Besides reducing phosphorus absorption due to its capacity to capture it in the intestine without added calcium, sevelamer is capable of modifying adaptive mechanisms, such as reducing fibroblast growth factor 23 (FGF23) or parathyroid hormone (PTH). Moreover, since it was first marketed, other effects of this molecule have been confirmed, which are known as pleiotropic effects. Reductions have been described in lipids (10), changes in bone structure (11), inflammation (12), oxidative stress (13), anaemia (14), as well as fetuin-A (15), among others. All these effects of sevelamer have been associated with a reduction in vascular calcification, an improvement of cardiovascular lesions and, therefore, a reduction in mortality (16).
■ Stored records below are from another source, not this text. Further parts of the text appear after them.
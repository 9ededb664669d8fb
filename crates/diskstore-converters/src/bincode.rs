//! Bincode converter.

use diskstore::{Converter, ConverterError};
use serde::{de::DeserializeOwned, Serialize};
use std::fs;
use std::path::Path;
use tracing::debug;

/// Converter storing values as compact bincode.
///
/// The empty encoding is a serialized `Option::None`; a zero-length file
/// (as created eagerly by the provider) also reads as "nothing".
#[derive(Debug, Clone, Copy, Default)]
pub struct BincodeConverter;

impl BincodeConverter {
    /// Create a new bincode converter.
    pub fn new() -> Self {
        Self
    }
}

impl Converter for BincodeConverter {
    fn write<T: Serialize>(&self, value: Option<&T>, file: &Path) -> Result<(), ConverterError> {
        debug!(path = %file.display(), "encoding bincode");
        let bytes = bincode::serialize(&value)
            .map_err(|err| ConverterError::with_source("bincode encoding failed", err))?;
        fs::write(file, bytes)?;
        Ok(())
    }

    fn read<T: DeserializeOwned>(&self, file: &Path) -> Result<Option<T>, ConverterError> {
        debug!(path = %file.display(), "decoding bincode");
        let bytes = fs::read(file)?;
        if bytes.is_empty() {
            return Ok(None);
        }
        bincode::deserialize(&bytes)
            .map_err(|err| ConverterError::with_source("bincode decoding failed", err))
    }
}
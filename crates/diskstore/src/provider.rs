//! Store provider: maps logical keys to stores backed by files in one
//! directory.

use serde::{de::DeserializeOwned, Serialize};
use std::fs::{self, OpenOptions};
use std::io::ErrorKind;
use std::path::PathBuf;
use std::sync::Arc;
use tracing::debug;

use crate::context::ExecutionContext;
use crate::converter::Converter;
use crate::error::{StoreError, StoreResult};
use crate::list::ListStore;
use crate::value::ValueStore;

/// Hands out [`ValueStore`]s and [`ListStore`]s backed by files inside one
/// directory, all sharing a converter and a default execution context.
///
/// The directory and each store's backing file are created eagerly when a
/// store is requested; a failure there is a configuration error reported
/// from the requesting call, not from later operations.
///
/// Each store instance carries its own lock. Requesting the same key twice
/// yields two instances that do *not* share a lock, so callers that want
/// true mutual exclusion must keep a single instance (clones of it are
/// fine) per key.
pub struct StoreProvider<C> {
    directory: PathBuf,
    converter: Arc<C>,
    ctx: ExecutionContext,
}

impl<C: Converter + 'static> StoreProvider<C> {
    /// Create a provider storing files under `directory`, with the default
    /// serial-worker execution context.
    pub fn new(directory: impl Into<PathBuf>, converter: C) -> Self {
        Self::with_context(directory, converter, ExecutionContext::worker())
    }

    /// Create a provider with a caller-supplied execution context (for
    /// example [`ExecutionContext::inline`] in tests).
    pub fn with_context(
        directory: impl Into<PathBuf>,
        converter: C,
        ctx: ExecutionContext,
    ) -> Self {
        Self {
            directory: directory.into(),
            converter: Arc::new(converter),
            ctx,
        }
    }

    /// A single-value store for `key`.
    pub fn value_store<T>(&self, key: &str) -> StoreResult<ValueStore<T, C>>
    where
        T: Serialize + DeserializeOwned + Clone + Send + Sync + 'static,
    {
        let file = self.file_for(key)?;
        Ok(ValueStore::new(file, self.converter.clone(), self.ctx.clone()))
    }

    /// A list store for `key`.
    pub fn list_store<T>(&self, key: &str) -> StoreResult<ListStore<T, C>>
    where
        T: Serialize + DeserializeOwned + Clone + Send + Sync + 'static,
    {
        let file = self.file_for(key)?;
        Ok(ListStore::new(file, self.converter.clone(), self.ctx.clone()))
    }

    /// Resolve `key` to a backing file, creating the directory and an empty
    /// file eagerly so later operations only deal with content.
    fn file_for(&self, key: &str) -> StoreResult<PathBuf> {
        validate_key(key)?;
        fs::create_dir_all(&self.directory)?;

        let file = self.directory.join(key);
        match OpenOptions::new().write(true).create_new(true).open(&file) {
            Ok(_) => debug!(path = %file.display(), "created backing file"),
            Err(err) if err.kind() == ErrorKind::AlreadyExists => {}
            Err(err) => return Err(err.into()),
        }
        Ok(file)
    }
}

/// Reject keys that would escape the provider's directory.
fn validate_key(key: &str) -> StoreResult<()> {
    if key.is_empty() {
        return Err(StoreError::invalid_key("key cannot be empty"));
    }
    if key.contains('/') || key.contains('\\') || key == "." || key == ".." {
        return Err(StoreError::invalid_key(format!(
            "invalid key component: {key}"
        )));
    }
    Ok(())
}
The pleiotropic effects of sevelamer, as it is not absorbed, are due to the intestinal effect of this molecule. Its binding to bile salts and its capacity to capture other molecules in the intestine seem to have other beneficial effects. This effect simply reinforces the importance the intestine has in uremic patients and opens the possibility of new treatments where the intestine is the site of action in patients with CKD and related complications (17). In this review, we analyse the different effects published with sevelamer, avoiding a detailed analysis of its phosphate binding effect on the intestine (Figure 1).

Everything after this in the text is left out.